All in all, given the myriad problems we are facing, I just don’t get all the fuss and fury about a guy who is so cocksure the world would be a better place once it knew how endowed he is. Is this really news? Perhaps Mr. Weiner should have taken a lesson from Gustave Flaubert, the French writer who faced his own demons when it came to keeping it under wraps. In the autumn of 1850, while visiting Cairo, Jerusalem and Beirut, Flaubert availed himself of their many bordellos. Upon his eventual arrival in Istanbul he discovered he was suffering from a raging case of syphilis. He wrote of his “problème” in his journal, including meticulous descriptions of his penis as the disease advanced.

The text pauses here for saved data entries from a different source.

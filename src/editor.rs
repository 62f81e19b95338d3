//! Editor state and pointer-event dispatch, independent of any rendering
//! surface.

use egui::{Pos2, Vec2};

use crate::model::{Area, CornerRole, Rgb};

/// Maximum delay between two pointer-downs on a corner for them to count as
/// a double-click / double-tap.
pub const DOUBLE_TAP_WINDOW: f64 = 0.5;

/// Result of hit-testing the active area.
#[derive(Clone, Copy, Debug, PartialEq, Eq)]
pub enum Hit {
    /// Nearest corner was closer than the centroid: start a corner drag.
    Corner(CornerRole),
    /// Centroid was closer: start a whole-area drag.
    Body,
}

/// Normalized pointer input. Mouse and touch both map onto these; the down
/// event carries a timestamp so the editor itself can detect double-taps.
#[derive(Clone, Copy, Debug)]
pub enum PointerEvent {
    Down { pos: Pos2, time: f64 },
    Moved { pos: Pos2 },
    Up,
}

#[derive(Clone, Copy, Debug)]
enum Drag {
    Idle,
    Corner(CornerRole),
    Area { last: Pos2 },
}

/// The full editing state: area list, active index, canvas geometry and the
/// transient drag state machine.
pub struct Editor {
    areas: Vec<Area>,
    active: usize,
    canvas: Vec2,
    image_size: Option<Vec2>,
    scale: f32,
    drag: Drag,
    last_down: Option<f64>,
}

impl Editor {
    pub fn new() -> Self {
        let canvas = Vec2::new(800.0, 600.0);
        Self {
            areas: vec![Area::spanning(canvas, Rgb::BLUE, 1)],
            active: 0,
            canvas,
            image_size: None,
            scale: 1.0,
            drag: Drag::Idle,
            last_down: None,
        }
    }

    // ── Accessors ───────────────────────────────────────────────────────────

    pub fn areas(&self) -> &[Area] {
        &self.areas
    }

    pub fn active_index(&self) -> usize {
        self.active
    }

    pub fn active_area(&self) -> &Area {
        &self.areas[self.active]
    }

    pub fn canvas_size(&self) -> Vec2 {
        self.canvas
    }

    /// Canvas-to-original-image scale factor.
    pub fn scale(&self) -> f32 {
        self.scale
    }

    pub fn is_dragging(&self) -> bool {
        !matches!(self.drag, Drag::Idle)
    }

    // ── Image / canvas geometry ─────────────────────────────────────────────

    /// Record the natural size of a newly loaded image. The caller follows up
    /// with [`Editor::fit_to`] and [`Editor::reset`].
    pub fn set_image(&mut self, natural: Vec2) {
        self.image_size = Some(natural);
    }

    /// Fit the canvas into `container`, preserving the image aspect ratio,
    /// and recompute `scale`. When the canvas dimensions actually change
    /// (by more than a pixel), every corner of every area is rescaled by the
    /// width/height ratios so geometry relative to the image is preserved.
    pub fn fit_to(&mut self, container: Vec2) -> bool {
        if container.x <= 0.0 || container.y <= 0.0 {
            return false;
        }

        let (new_w, new_h) = match self.image_size {
            Some(img) => {
                let img_aspect = img.x / img.y;
                let container_aspect = container.x / container.y;
                if container_aspect > img_aspect {
                    (container.y * img_aspect, container.y)
                } else {
                    (container.x, container.x / img_aspect)
                }
            }
            None => (container.x, container.y),
        };

        self.scale = match self.image_size {
            Some(img) => new_w / img.x,
            None => 1.0,
        };

        if (self.canvas.x - new_w).abs() <= 1.0 && (self.canvas.y - new_h).abs() <= 1.0 {
            return false;
        }

        let width_ratio = new_w / self.canvas.x;
        let height_ratio = new_h / self.canvas.y;
        self.canvas = Vec2::new(new_w, new_h);
        for area in &mut self.areas {
            for corner in &mut area.corners {
                corner.pos.x *= width_ratio;
                corner.pos.y *= height_ratio;
            }
        }
        true
    }

    /// Drop all areas and start over with a single full-canvas area.
    pub fn reset(&mut self) {
        self.areas = vec![Area::spanning(self.canvas, Rgb::BLUE, 1)];
        self.active = 0;
        self.drag = Drag::Idle;
    }

    // ── Structural operations ───────────────────────────────────────────────

    /// Smallest source id ≥ 1 not used by any area.
    fn next_source_id(&self) -> u32 {
        (1..)
            .find(|id| self.areas.iter().all(|a| a.source_id != *id))
            .unwrap_or(1)
    }

    /// Append a clone of the active area (same corners and background flag)
    /// with the given color and the lowest unused source id. The clone
    /// becomes active.
    pub fn add_area(&mut self, color: Rgb) {
        let source_id = self.next_source_id();
        let clone = self.active_area().clone_as(color, source_id);
        self.areas.push(clone);
        self.active = self.areas.len() - 1;
    }

    /// Remove the active area. The last remaining area is never removed.
    pub fn remove_active(&mut self) -> bool {
        if self.areas.len() <= 1 {
            return false;
        }
        self.areas.remove(self.active);
        self.active = self.active.min(self.areas.len() - 1);
        self.drag = Drag::Idle;
        true
    }

    /// Switch the active area. Out-of-range indices are ignored.
    pub fn set_active(&mut self, index: usize) {
        if index < self.areas.len() {
            self.active = index;
        }
    }

    /// Flip the active area's background flag, returning the new value.
    pub fn toggle_background(&mut self) -> bool {
        let area = &mut self.areas[self.active];
        area.background = !area.background;
        area.background
    }

    /// Assign the active area's source group, clamped to ≥ 1.
    pub fn set_source_id(&mut self, id: u32) {
        self.areas[self.active].source_id = id.max(1);
    }

    // ── Pointer state machine ───────────────────────────────────────────────

    /// Hit-test against the active area only.
    pub fn hit_test(&self, pos: Pos2) -> Hit {
        let area = self.active_area();
        if area.closer_to_center(pos) {
            Hit::Body
        } else {
            Hit::Corner(area.nearest_corner(pos).0)
        }
    }

    /// Feed one pointer event through the drag state machine. Returns whether
    /// any geometry changed (callers refresh the exported text on `true`; an
    /// `Up` also reports `true` when it finalizes a drag).
    pub fn dispatch(&mut self, event: PointerEvent) -> bool {
        match event {
            PointerEvent::Down { pos, time } => {
                let double = matches!(
                    self.last_down,
                    Some(prev) if time - prev < DOUBLE_TAP_WINDOW
                );
                self.last_down = Some(time);
                match self.hit_test(pos) {
                    Hit::Corner(role) => {
                        let mut changed = false;
                        if double {
                            self.areas[self.active].straighten_from(role);
                            changed = true;
                        }
                        self.drag = Drag::Corner(role);
                        changed
                    }
                    Hit::Body => {
                        self.drag = Drag::Area { last: pos };
                        false
                    }
                }
            }
            PointerEvent::Moved { pos } => match self.drag {
                Drag::Corner(role) => {
                    let clamped = Pos2::new(
                        pos.x.clamp(0.0, self.canvas.x),
                        pos.y.clamp(0.0, self.canvas.y),
                    );
                    self.areas[self.active].corner_mut(role).pos = clamped;
                    true
                }
                Drag::Area { last } => {
                    let delta = pos - last;
                    if self.areas[self.active].translate(delta, self.canvas) {
                        self.drag = Drag::Area { last: pos };
                        true
                    } else {
                        false
                    }
                }
                Drag::Idle => false,
            },
            PointerEvent::Up => {
                let was_dragging = self.is_dragging();
                self.drag = Drag::Idle;
                was_dragging
            }
        }
    }
}

impl Default for Editor {
    fn default() -> Self {
        Self::new()
    }
}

When he arrived at a new (for him) brothel in Istanbul, a prostitute asked him to display his compromised phallus in order to prove he was not sick. Flaubert refused. “I acted the monsieur,” he wrote to a friend, “and jumped down from the bed, saying loudly that she was insulting me, that such behavior was revolting to a gentleman.” Now that is class, no? Mr. Weiner, while interested in the role his penis plays in current affairs, could have been just a little more circumspect. It just goes to show you that Mr. Weiner doesn’t know dick.